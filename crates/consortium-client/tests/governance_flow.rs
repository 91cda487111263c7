//! Member clients driving governance over the in-process transport

#![allow(clippy::expect_used, clippy::unwrap_used, missing_docs)]

use assert_matches::assert_matches;
use consortium_core::{ConsortiumError, ErrorKind, KeyRef, MemberId, SelectionStrategy};
use consortium_governance::{Ballot, MemberStatus, ProposalAction, ProposalState};
use consortium_testkit::{init_test_tracing, member_info, MemberEffects, TestNetwork};
use consortium_client::MemberClient;
use serde_json::Value;

fn add_member_action(index: usize) -> ProposalAction {
    let info = member_info(index);
    ProposalAction::AddMember {
        public_key: info.public_key,
        encryption_key: info.encryption_key,
        member_data: Value::Null,
    }
}

#[tokio::test]
async fn test_admitted_member_must_ack_before_acting() {
    init_test_tracing();
    let mut network = TestNetwork::genesis(3);
    let mut orchestrator = network.orchestrator(SelectionStrategy::default());

    let summary = orchestrator
        .propose_and_accept(add_member_action(3))
        .await
        .unwrap();
    assert_eq!(summary.state, ProposalState::Accepted);

    let newcomer = MemberId(3);
    network.register_member(newcomer, &member_info(3));
    let client = network.client(newcomer);
    assert_eq!(
        client.member(newcomer).await.unwrap().status,
        MemberStatus::Accepted
    );

    let refused = client.propose(ProposalAction::OpenNetwork).await;
    assert_matches!(refused, Err(ConsortiumError::Invalid { .. }));

    let digest = client.ack().await.unwrap();
    assert_ne!(digest, network.node.read(|g| g.root_digest()));
    assert_eq!(
        client.member(newcomer).await.unwrap().status,
        MemberStatus::Active
    );

    let summary = client.propose(ProposalAction::OpenNetwork).await.unwrap();
    assert_eq!(summary.state, ProposalState::Open);
    assert_eq!(summary.threshold, 3);
}

#[tokio::test]
async fn test_ack_without_requested_digest_is_refused() {
    let mut network = TestNetwork::genesis(1);
    let founder = network.members[0].id;
    network
        .client(founder)
        .propose(add_member_action(1))
        .await
        .unwrap();
    let newcomer = MemberId(1);
    network.register_member(newcomer, &member_info(1));

    let root = network.node.read(|g| g.root_digest());
    let result = network.node.activate_member(newcomer, root);
    assert_matches!(result, Err(ConsortiumError::StateConflict { .. }));
    assert_eq!(
        network.node.member(newcomer).unwrap().status,
        MemberStatus::Accepted
    );

    network.client(newcomer).ack().await.unwrap();
    assert_eq!(
        network.node.member(newcomer).unwrap().status,
        MemberStatus::Active
    );
}

#[tokio::test]
async fn test_ack_against_stale_digest_is_refused() {
    let mut network = TestNetwork::genesis(1);
    let founder = network.members[0].id;
    network
        .client(founder)
        .propose(add_member_action(1))
        .await
        .unwrap();
    let newcomer = MemberId(1);
    network.register_member(newcomer, &member_info(1));

    let digest = network.node.update_ack_state_digest(newcomer).unwrap();
    network
        .client(founder)
        .propose(ProposalAction::OpenNetwork)
        .await
        .unwrap();

    let result = network.node.activate_member(newcomer, digest);
    assert_matches!(result, Err(ConsortiumError::StaleAck { member }) if member == newcomer);
    assert_eq!(
        network.node.member(newcomer).unwrap().status,
        MemberStatus::Accepted
    );
}

#[tokio::test]
async fn test_rejections_close_a_proposal() {
    let network = TestNetwork::genesis(3);
    let clients = network.clients();

    let summary = clients[0]
        .propose(ProposalAction::OpenNetwork)
        .await
        .unwrap();
    let summary = clients[1]
        .vote(summary.proposal_id, Ballot::Reject)
        .await
        .unwrap();
    assert_eq!(summary.state, ProposalState::Open);
    let summary = clients[2]
        .vote(summary.proposal_id, Ballot::Reject)
        .await
        .unwrap();
    assert_eq!(summary.state, ProposalState::Rejected);
    assert_eq!(summary.rejections, 2);

    let late = clients[0].complete(summary.proposal_id).await;
    assert_matches!(late, Err(ConsortiumError::StateConflict { .. }));
}

#[tokio::test]
async fn test_duplicate_vote_is_decoded_as_typed_error() {
    let network = TestNetwork::genesis(3);
    let clients = network.clients();
    let summary = clients[0]
        .propose(ProposalAction::OpenNetwork)
        .await
        .unwrap();

    let result = clients[0].vote(summary.proposal_id, Ballot::Approve).await;
    assert_matches!(
        result,
        Err(ConsortiumError::DuplicateVote { proposal, member })
            if proposal == summary.proposal_id && member == clients[0].member_id()
    );
}

#[tokio::test]
async fn test_retiring_a_member_drops_its_open_proposals() {
    let network = TestNetwork::genesis(3);
    let ids = network.member_ids();
    let leaving = network.client(ids[2]);
    let pending = leaving
        .propose(ProposalAction::NewCode {
            code_digest: "ab".repeat(32),
        })
        .await
        .unwrap();
    assert_eq!(pending.state, ProposalState::Open);

    let mut orchestrator = network.orchestrator(SelectionStrategy::default());
    let summary = orchestrator
        .propose_and_accept(ProposalAction::RetireMember { member: ids[2] })
        .await
        .unwrap();
    assert_eq!(summary.state, ProposalState::Accepted);

    let dropped = network.client(ids[0]).proposal(pending.proposal_id).await.unwrap();
    assert_eq!(dropped.state, ProposalState::Dropped);

    let next = network
        .client(ids[0])
        .propose(ProposalAction::OpenNetwork)
        .await
        .unwrap();
    let refused = leaving.vote(next.proposal_id, Ballot::Approve).await;
    assert_eq!(refused.unwrap_err().kind(), ErrorKind::Authorization);
}

#[tokio::test]
async fn test_seeded_orchestrator_reaches_quorum() {
    let network = TestNetwork::genesis(5);
    let mut orchestrator = network.orchestrator(SelectionStrategy::from_seed(Some(7)));

    let summary = orchestrator
        .propose_and_accept(ProposalAction::SetRecoveryThreshold { threshold: 3 })
        .await
        .unwrap();
    assert_eq!(summary.state, ProposalState::Accepted);
    assert_eq!(summary.approvals, 3);
    assert_eq!(network.node.service().recovery_threshold, 3);
}

#[tokio::test]
async fn test_request_signed_with_wrong_key_is_unauthenticated() {
    let network = TestNetwork::genesis(3);
    let member = network.members[0].id;
    let transport = network.transport(member);
    let impostor = MemberClient::new(
        MemberEffects::new(network.effects.clone(), transport.clone()),
        member,
        KeyRef::new("stolen-key"),
        network.config.clone(),
    );

    let result = impostor.propose(ProposalAction::OpenNetwork).await;
    assert_matches!(result, Err(ConsortiumError::Unauthorized { .. }));

    let requests = transport.requests();
    assert_eq!(requests.len(), 1);
    assert!(requests[0].signed);
    assert!(!requests[0].authenticated);
}

#[tokio::test]
async fn test_wait_for_proposal_state_over_transport() {
    let network = TestNetwork::genesis(3);
    let clients = network.clients();
    let summary = clients[0]
        .propose(ProposalAction::OpenNetwork)
        .await
        .unwrap();
    clients[1]
        .vote(summary.proposal_id, Ballot::Approve)
        .await
        .unwrap();

    let deadline = clients[2].default_deadline();
    let accepted = clients[2]
        .wait_for_proposal_state(summary.proposal_id, ProposalState::Accepted, deadline)
        .await
        .unwrap();
    assert_eq!(accepted.state, ProposalState::Accepted);

    let result = clients[2]
        .wait_for_proposal_state(summary.proposal_id, ProposalState::Rejected, deadline)
        .await;
    assert_matches!(result, Err(ConsortiumError::StateConflict { .. }));
}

Task description: Write out each line exactly, as it is shown above.

Answer area:
filename crates/consortium-client/tests/governance_flow.rs
repository 91cda487111263c7
//! Member clients driving governance over the in-process transport

#![allow(clippy::expect_used, clippy::unwrap_used, missing_docs)]

use assert_matches::assert_matches;
use consortium_core::{ConsortiumError, ErrorKind, KeyRef, MemberId, SelectionStrategy};
use consortium_governance::{Ballot, MemberStatus, ProposalAction, ProposalState};
use consortium_testkit::{init_test_tracing, member_info, MemberEffects, TestNetwork};
use consortium_client::MemberClient;
use serde_json::Value;

fn add_member_action(index: usize) -> ProposalAction {
    let info = member_info(index);
    ProposalAction::AddMember {
        public_key: info.public_key,
        encryption_key: info.encryption_key,
        member_data: Value::Null,
    }
}

#[tokio::test]
async fn test_admitted_member_must_ack_before_acting() {
    init_test_tracing();
    let mut network = TestNetwork::genesis(3);
    let mut orchestrator = network.orchestrator(SelectionStrategy::default());

    let summary = orchestrator
        .propose_and_accept(add_member_action(3))
        .await
        .unwrap();
    assert_eq!(summary.state, ProposalState::Accepted);

    let newcomer = MemberId(3);
    network.register_member(newcomer, &member_info(3));
    let client = network.client(newcomer);
    assert_eq!(
        client.member(newcomer).await.unwrap().status,
        MemberStatus::Accepted
    );

    let refused = client.propose(ProposalAction::OpenNetwork).await;
    assert_matches!(refused, Err(ConsortiumError::Invalid { .. }));

    let digest = client.ack().await.unwrap();
    assert_ne!(digest, network.node.read(|g| g.root_digest()));
    assert_eq!(
        client.member(newcomer).await.unwrap().status,
        MemberStatus::Active
    );

    let summary = client.propose(ProposalAction::OpenNetwork).await.unwrap();
    assert_eq!(summary.state, ProposalState::Open);
    assert_eq!(summary.threshold, 3);
}

#[tokio::test]
async fn test_ack_without_requested_digest_is_refused() {
    let mut network = TestNetwork::genesis(1);
    let founder = network.members[0].id;
    network
        .client(founder)
        .propose(add_member_action(1))
        .await
        .unwrap();
    let newcomer = MemberId(1);
    network.register_member(newcomer, &member_info(1));

    let root = network.node.read(|g| g.root_digest());
    let result = network.node.activate_member(newcomer, root);
    assert_matches!(result, Err(ConsortiumError::StateConflict { .. }));
    assert_eq!(
        network.node.member(newcomer).unwrap().status,
        MemberStatus::Accepted
    );

    network.client(newcomer).ack().await.unwrap();
    assert_eq!(
        network.node.member(newcomer).unwrap().status,
        MemberStatus::Active
    );
}

#[tokio::test]
async fn test_ack_against_stale_digest_is_refused() {
    let mut network = TestNetwork::genesis(1);
    let founder = network.members[0].id;
    network
        .client(founder)
        .propose(add_member_action(1))
        .await
        .unwrap();
    let newcomer = MemberId(1);
    network.register_member(newcomer, &member_info(1));

    let digest = network.node.update_ack_state_digest(newcomer).unwrap();
    network
        .client(founder)
        .propose(ProposalAction::OpenNetwork)
        .await
        .unwrap();

    let result = network.node.activate_member(newcomer, digest);
    assert_matches!(result, Err(ConsortiumError::StaleAck { member }) if member == newcomer);
    assert_eq!(
        network.node.member(newcomer).unwrap().status,
        MemberStatus::Accepted
    );
}

#[tokio::test]
async fn test_rejections_close_a_proposal() {
    let network = TestNetwork::genesis(3);
    let clients = network.clients();

    let summary = clients[0]
        .propose(ProposalAction::OpenNetwork)
        .await
        .unwrap();
    let summary = clients[1]
        .vote(summary.proposal_id, Ballot::Reject)
        .await
        .unwrap();
    assert_eq!(summary.state, ProposalState::Open);
    let summary = clients[2]
        .vote(summary.proposal_id, Ballot::Reject)
        .await
        .unwrap();
    assert_eq!(summary.state, ProposalState::Rejected);
    assert_eq!(summary.rejections, 2);

    let late = clients[0].complete(summary.proposal_id).await;
    assert_matches!(late, Err(ConsortiumError::StateConflict { .. }));
}

#[tokio::test]
async fn test_duplicate_vote_is_decoded_as_typed_error() {
    let network = TestNetwork::genesis(3);
    let clients = network.clients();
    let summary = clients[0]
        .propose(ProposalAction::OpenNetwork)
        .await
        .unwrap();

    let result = clients[0].vote(summary.proposal_id, Ballot::Approve).await;
    assert_matches!(
        result,
        Err(ConsortiumError::DuplicateVote { proposal, member })
            if proposal == summary.proposal_id && member == clients[0].member_id()
    );
}

#[tokio::test]
async fn test_retiring_a_member_drops_its_open_proposals() {
    let network = TestNetwork::genesis(3);
    let ids = network.member_ids();
    let leaving = network.client(ids[2]);
    let pending = leaving
        .propose(ProposalAction::NewCode {
            code_digest: "ab".repeat(32),
        })
        .await
        .unwrap();
    assert_eq!(pending.state, ProposalState::Open);

    let mut orchestrator = network.orchestrator(SelectionStrategy::default());
    let summary = orchestrator
        .propose_and_accept(ProposalAction::RetireMember { member: ids[2] })
        .await
        .unwrap();
    assert_eq!(summary.state, ProposalState::Accepted);

    let dropped = network.client(ids[0]).proposal(pending.proposal_id).await.unwrap();
    assert_eq!(dropped.state, ProposalState::Dropped);

    let next = network
        .client(ids[0])
        .propose(ProposalAction::OpenNetwork)
        .await
        .unwrap();
    let refused = leaving.vote(next.proposal_id, Ballot::Approve).await;
    assert_eq!(refused.unwrap_err().kind(), ErrorKind::Authorization);
}

#[tokio::test]
async fn test_seeded_orchestrator_reaches_quorum() {
    let network = TestNetwork::genesis(5);
    let mut orchestrator = network.orchestrator(SelectionStrategy::from_seed(Some(7)));

    let summary = orchestrator
        .propose_and_accept(ProposalAction::SetRecoveryThreshold { threshold: 3 })
        .await
        .unwrap();
    assert_eq!(summary.state, ProposalState::Accepted);
    assert_eq!(summary.approvals, 3);
    assert_eq!(network.node.service().recovery_threshold, 3);
}

#[tokio::test]
async fn test_request_signed_with_wrong_key_is_unauthenticated() {
    let network = TestNetwork::genesis(3);
    let member = network.members[0].id;
    let transport = network.transport(member);
    let impostor = MemberClient::new(
        MemberEffects::new(network.effects.clone(), transport.clone()),
        member,
        KeyRef::new("stolen-key"),
        network.config.clone(),
    );

    let result = impostor.propose(ProposalAction::OpenNetwork).await;
    assert_matches!(result, Err(ConsortiumError::Unauthorized { .. }));

    let requests = transport.requests();
    assert_eq!(requests.len(), 1);
    assert!(requests[0].signed);
    assert!(!requests[0].authenticated);
}

#[tokio::test]
async fn test_wait_for_proposal_state_over_transport() {
    let network = TestNetwork::genesis(3);
    let clients = network.clients();
    let summary = clients[0]
        .propose(ProposalAction::OpenNetwork)
        .await
        .unwrap();
    clients[1]
        .vote(summary.proposal_id, Ballot::Approve)
        .await
        .unwrap();

    let deadline = clients[2].default_deadline();
    let accepted = clients[2]
        .wait_for_proposal_state(summary.proposal_id, ProposalState::Accepted, deadline)
        .await
        .unwrap();
    assert_eq!(accepted.state, ProposalState::Accepted);

    let result = clients[2]
        .wait_for_proposal_state(summary.proposal_id, ProposalState::Rejected, deadline)
        .await;
    assert_matches!(result, Err(ConsortiumError::StateConflict { .. }));
}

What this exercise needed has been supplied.